Subsection 12.5.1 Graphs and Vertex Form

In Section 12.1 we covered the use of technology in analyzing quadratic functions, the vertex form of a quadratic function and how it affects horizontal and vertical shifts of the graph of a parabola, and the factored form of a quadratic function.
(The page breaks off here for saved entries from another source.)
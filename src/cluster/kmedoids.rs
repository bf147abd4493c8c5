//! K-medoids clustering (PAM-style alternation).
//!
//! Like k-means, but every cluster representative is an actual member tuple
//! (a *medoid*), which makes the method usable with any dissimilarity and
//! less sensitive to outliers.
//!
//! # Algorithm
//!
//! 1. Initialize k medoids from k distinct included tuples
//! 2. **Assign**: each included tuple → nearest medoid (ties → lowest cluster id)
//! 3. **Optimize**: within each cluster, the member with the smallest total
//!    distance to all members of that cluster becomes the new medoid
//! 4. Repeat until the set of medoid indices is exactly unchanged
//!
//! A cluster left without members keeps its previous medoid, and its cost
//! stays at `f64::MAX`.
//!
//! # Complexity
//!
//! O(|C|²) distance evaluations per cluster per iteration.

use tracing::{debug, warn};

use super::representatives::Representatives;
use super::seeding::{initial_indices, Init};
use super::traits::Clustering;
use super::util::{assign_nearest, map_indices, members};
use crate::dataset::MaskedDataset;
use crate::error::{Error, Result};
use crate::interrupt::Interrupt;
use crate::metric::{DistanceMetric, Scalar};

/// K-medoids clustering algorithm.
#[derive(Debug, Clone)]
pub struct Kmedoids {
    k: usize,
    metric: DistanceMetric,
    max_iter: usize,
    seed: Option<u64>,
    init: Init,
    interrupt: Interrupt,
}

/// Result of a k-medoids run.
#[derive(Debug, Clone, PartialEq)]
pub struct KmedoidsFit<T> {
    /// One label per tuple: `1..=k` for included tuples, `0` for masked-out ones.
    pub labels: Vec<i32>,
    /// `(k + 1) × C` table of medoid tuples in their native type; row 0 is unused.
    pub medoids: Representatives<T>,
    /// Tuple index of the medoid of cluster `c` at position `c - 1`.
    pub medoid_indices: Vec<usize>,
    /// Total distance from each medoid to its cluster's members, at position `c - 1`.
    pub costs: Vec<f64>,
    /// Assign/optimize rounds performed.
    pub iterations: usize,
    /// Whether the medoid set stopped changing before `max_iter`.
    pub converged: bool,
    /// The run observed its interrupt and stopped early; results are partial.
    pub cancelled: bool,
}

impl<T> KmedoidsFit<T> {
    /// Sum of the per-cluster costs, skipping clusters left without members.
    pub fn total_cost(&self) -> f64 {
        self.costs.iter().filter(|&&c| c < f64::MAX).sum()
    }
}

impl Kmedoids {
    /// Create a new K-medoids clusterer.
    pub fn new(k: usize) -> Self {
        Self {
            k,
            metric: DistanceMetric::Euclidean,
            max_iter: 1000,
            seed: None,
            init: Init::Random,
            interrupt: Interrupt::default(),
        }
    }

    /// Set the distance metric.
    pub fn with_metric(mut self, metric: DistanceMetric) -> Self {
        self.metric = metric;
        self
    }

    /// Set maximum assign/optimize rounds.
    pub fn with_max_iter(mut self, max_iter: usize) -> Self {
        self.max_iter = max_iter;
        self
    }

    /// Set random seed for reproducibility.
    pub fn with_seed(mut self, seed: u64) -> Self {
        self.seed = Some(seed);
        self
    }

    /// Choose how initial medoids are picked.
    pub fn with_init(mut self, init: Init) -> Self {
        self.init = init;
        self
    }

    /// Share a cancellation flag with the caller.
    pub fn with_interrupt(mut self, interrupt: Interrupt) -> Self {
        self.interrupt = interrupt;
        self
    }

    fn validate(&self) -> Result<()> {
        if self.k == 0 {
            return Err(Error::InvalidParameter {
                name: "k",
                message: "must be at least 1",
            });
        }
        if self.max_iter == 0 {
            return Err(Error::InvalidParameter {
                name: "max_iter",
                message: "must be at least 1",
            });
        }
        Ok(())
    }

    /// Cluster the included tuples of `data`.
    pub fn fit<T: Scalar>(&self, data: &MaskedDataset<'_, T>) -> Result<KmedoidsFit<T>> {
        self.validate()?;
        let included = data.require_included()?;
        if included < self.k {
            return Err(Error::InvalidClusterCount {
                requested: self.k,
                n_items: included,
            });
        }

        let mut indices = initial_indices(data, self.k, &self.init, self.seed)?;
        let mut medoids = Representatives::zeros(self.k, data.n_components());
        copy_medoids(data, &indices, &mut medoids);

        let mut fit = KmedoidsFit {
            labels: vec![0; data.len()],
            medoids,
            medoid_indices: Vec::new(),
            costs: vec![f64::MAX; self.k],
            iterations: 0,
            converged: false,
            cancelled: false,
        };

        while fit.iterations < self.max_iter {
            if self.interrupt.is_raised() {
                debug!(iterations = fit.iterations, "k-medoids interrupted");
                fit.cancelled = true;
                break;
            }
            fit.iterations += 1;

            fit.labels = assign_nearest(data, &fit.medoids, self.metric);

            let previous = indices.clone();
            match self.optimize(data, &fit.labels, &mut indices) {
                Some(costs) => fit.costs = costs,
                None => {
                    debug!(iterations = fit.iterations, "k-medoids interrupted");
                    fit.cancelled = true;
                    break;
                }
            }
            copy_medoids(data, &indices, &mut fit.medoids);

            debug!(
                iteration = fit.iterations,
                total_cost = fit.total_cost(),
                "k-medoids iteration"
            );
            if indices == previous {
                fit.converged = true;
                break;
            }
        }

        if !fit.converged && !fit.cancelled {
            warn!(
                max_iter = self.max_iter,
                k = self.k,
                "k-medoids stopped at the iteration cap before converging"
            );
        }

        fit.medoid_indices = indices;
        Ok(fit)
    }

    /// Move each cluster's medoid to its minimal-cost member.
    ///
    /// Returns per-cluster minimal costs, or `None` if interrupted.
    fn optimize<T: Scalar>(
        &self,
        data: &MaskedDataset<'_, T>,
        labels: &[i32],
        indices: &mut [usize],
    ) -> Option<Vec<f64>> {
        let mut min_costs = vec![f64::MAX; self.k];

        for (slot, medoid) in indices.iter_mut().enumerate() {
            if self.interrupt.is_raised() {
                return None;
            }
            let cluster = members(data, labels, slot as i32 + 1);

            let costs = map_indices(0..cluster.len(), |a| {
                let candidate = data.tuple(cluster[a]);
                cluster
                    .iter()
                    .map(|&m| self.metric.distance(data.tuple(m), candidate))
                    .sum::<f64>()
            });

            // Ascending member order keeps the lowest index on ties.
            for (&candidate, &cost) in cluster.iter().zip(&costs) {
                if cost < min_costs[slot] {
                    min_costs[slot] = cost;
                    *medoid = candidate;
                }
            }
        }
        Some(min_costs)
    }
}

fn copy_medoids<T: Scalar>(data: &MaskedDataset<'_, T>, indices: &[usize], medoids: &mut Representatives<T>) {
    for (slot, &idx) in indices.iter().enumerate() {
        medoids.row_mut(slot + 1).copy_from_slice(data.tuple(idx));
    }
}

impl Default for Kmedoids {
    fn default() -> Self {
        Self::new(1)
    }
}

impl Clustering for Kmedoids {
    fn fit_labels<T: Scalar>(&self, data: &MaskedDataset<'_, T>) -> Result<Vec<i32>> {
        self.fit(data).map(|fit| fit.labels)
    }

    fn n_clusters(&self) -> usize {
        self.k
    }
}

#[cfg(test)]
mod tests {
    use super::*;

    fn line() -> Vec<i32> {
        // Two groups on a line; 2 and 12 are the true medoids.
        vec![0, 2, 3, 10, 12, 13, 14]
    }

    #[test]
    fn test_kmedoids_finds_true_medoids() {
        let values = line();
        let data = MaskedDataset::new(&values, 1).unwrap();

        let fit = Kmedoids::new(2)
            .with_init(Init::Indices(vec![0, 6]))
            .fit(&data)
            .unwrap();

        assert!(fit.converged);
        assert_eq!(fit.labels, vec![1, 1, 1, 2, 2, 2, 2]);
        assert_eq!(fit.medoid_indices, vec![1, 4]);
        assert_eq!(fit.medoids.row(1), &[2]);
        assert_eq!(fit.medoids.row(2), &[12]);
        assert_eq!(fit.medoids.row(0), &[0]);
        // |0-2| + |3-2| and |10-12| + |13-12| + |14-12|
        assert_eq!(fit.costs, vec![3.0, 5.0]);
        assert_eq!(fit.total_cost(), 8.0);
    }

    #[test]
    fn test_kmedoids_medoid_belongs_to_own_cluster() {
        let values: Vec<f64> = (0..30).map(|i| ((i * 7919) % 101) as f64).collect();
        let data = MaskedDataset::new(&values, 2).unwrap();

        let fit = Kmedoids::new(3).with_seed(3).fit(&data).unwrap();
        for (slot, &idx) in fit.medoid_indices.iter().enumerate() {
            assert_eq!(fit.labels[idx], slot as i32 + 1);
        }
    }

    #[test]
    fn test_kmedoids_outlier_in_masked_tuple_is_ignored() {
        let mut values = line();
        let mut poisoned = values.clone();
        values.push(5);
        poisoned.push(i32::MAX);
        let mask = [true, true, true, true, true, true, true, false];

        let clean = MaskedDataset::new(&values, 1).unwrap().with_mask(&mask).unwrap();
        let dirty = MaskedDataset::new(&poisoned, 1).unwrap().with_mask(&mask).unwrap();

        let a = Kmedoids::new(2).with_seed(11).fit(&clean).unwrap();
        let b = Kmedoids::new(2).with_seed(11).fit(&dirty).unwrap();
        assert_eq!(a.labels, b.labels);
        assert_eq!(a.medoid_indices, b.medoid_indices);
        assert_eq!(a.labels[7], 0);
    }

    #[test]
    fn test_kmedoids_fixed_init_is_idempotent() {
        let values: Vec<f32> = (0..40).map(|i| (i as f32 * 1.7).cos() * 5.0).collect();
        let data = MaskedDataset::new(&values, 2).unwrap();
        let model = Kmedoids::new(3)
            .with_metric(DistanceMetric::SquaredEuclidean)
            .with_init(Init::Indices(vec![0, 7, 15]));

        assert_eq!(model.fit(&data).unwrap(), model.fit(&data).unwrap());
    }

    #[test]
    fn test_kmedoids_empty_cluster_keeps_medoid() {
        // Seeds 0 and 1 hold the same value, so cluster 2 never gets members.
        let values = [4u8, 4, 6];
        let data = MaskedDataset::new(&values, 1).unwrap();

        let fit = Kmedoids::new(2)
            .with_init(Init::Indices(vec![0, 1]))
            .fit(&data)
            .unwrap();
        assert_eq!(fit.labels, vec![1, 1, 1]);
        assert_eq!(fit.medoid_indices[1], 1);
        assert_eq!(fit.costs[1], f64::MAX);
        // 0 + |4 - 4| + |6 - 4|; the empty cluster adds nothing.
        assert_eq!(fit.total_cost(), 2.0);
    }

    #[test]
    fn test_kmedoids_invalid_params() {
        let values = [0.0f64, 1.0];
        let data = MaskedDataset::new(&values, 1).unwrap();
        assert!(Kmedoids::new(0).fit(&data).is_err());
        assert!(matches!(
            Kmedoids::new(1).with_max_iter(0).fit(&data),
            Err(Error::InvalidParameter { name: "max_iter", .. })
        ));
        assert!(matches!(
            Kmedoids::new(3).fit(&data),
            Err(Error::InvalidClusterCount { requested: 3, n_items: 2 })
        ));
    }

    #[test]
    fn test_kmedoids_cancelled() {
        let values = line();
        let data = MaskedDataset::new(&values, 1).unwrap();
        let interrupt = Interrupt::new();
        interrupt.raise();

        let fit = Kmedoids::new(2)
            .with_seed(5)
            .with_interrupt(interrupt)
            .fit(&data)
            .unwrap();
        assert!(fit.cancelled);
        assert!(!fit.converged);
        assert_eq!(fit.medoid_indices.len(), 2);
    }
}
Example 12.5.1 Exploring Quadratic Functions with Graphing Technology

Use technology to graph and make a table of the quadratic function \(g\) defined by \(g(x)=-x^2+5x-6\) and find each of the key points or features.

Find the vertex.
Find the vertical intercept.
Find the horizontal intercept(s).
Find \(g(-1)\text{.}\)
Solve \(g(x)=-6\) using the graph.
Solve \(g(x)\le -6\) using the graph.
State the domain and range of the function.

Explanation

The specifics of how to use any one particular technology tool vary. Whether you use an app, a physical calculator, or something else, a table and graph should look like:

\(x\)	\(g(x)\)
\(-1\)	\(-12\)
\(0\)	\(-6\)
\(1\)	\(-2\)
\(2\)	\(0\)
\(2\)	\(0\)
\(3\)	\(0\)
\(4\)	\(-2\)

the graph of the parabola g(x)=-x^2+5x-6, that opens downward, passing through the points listed in the table

eps pdf png svg tex

Additional features of your technology tool can enhance the graph to help answer these questions. You may be able to make the graph appear like:

the previous graph with all of the key points labeled as described below

eps pdf png svg tex

The vertex is \((2.5,0.25)\text{.}\)
The vertical intercept is \((0,-6)\text{.}\)
The horizontal intercepts are \((2,0)\) and \((3,0)\text{.}\)
\(g(-1)=-2\text{.}\)
The solutions to \(g(x)=-6\) are the \(x\)-values where \(y=6\text{.}\) We graph the horizontal line \(y=-6\) and find the \(x\)-values where the graphs intersect. The solution set is \(\{0,5\}\text{.}\)
The solutions are all \(x\)-values where the function below (or touching) the line \(y=-6\text{.}\) The solution set is \((-\infty,0]\cup[5,\infty)\text{.}\)
The domain is \((-\infty,\infty)\) and the range is \((-\infty,0.25]\text{.}\)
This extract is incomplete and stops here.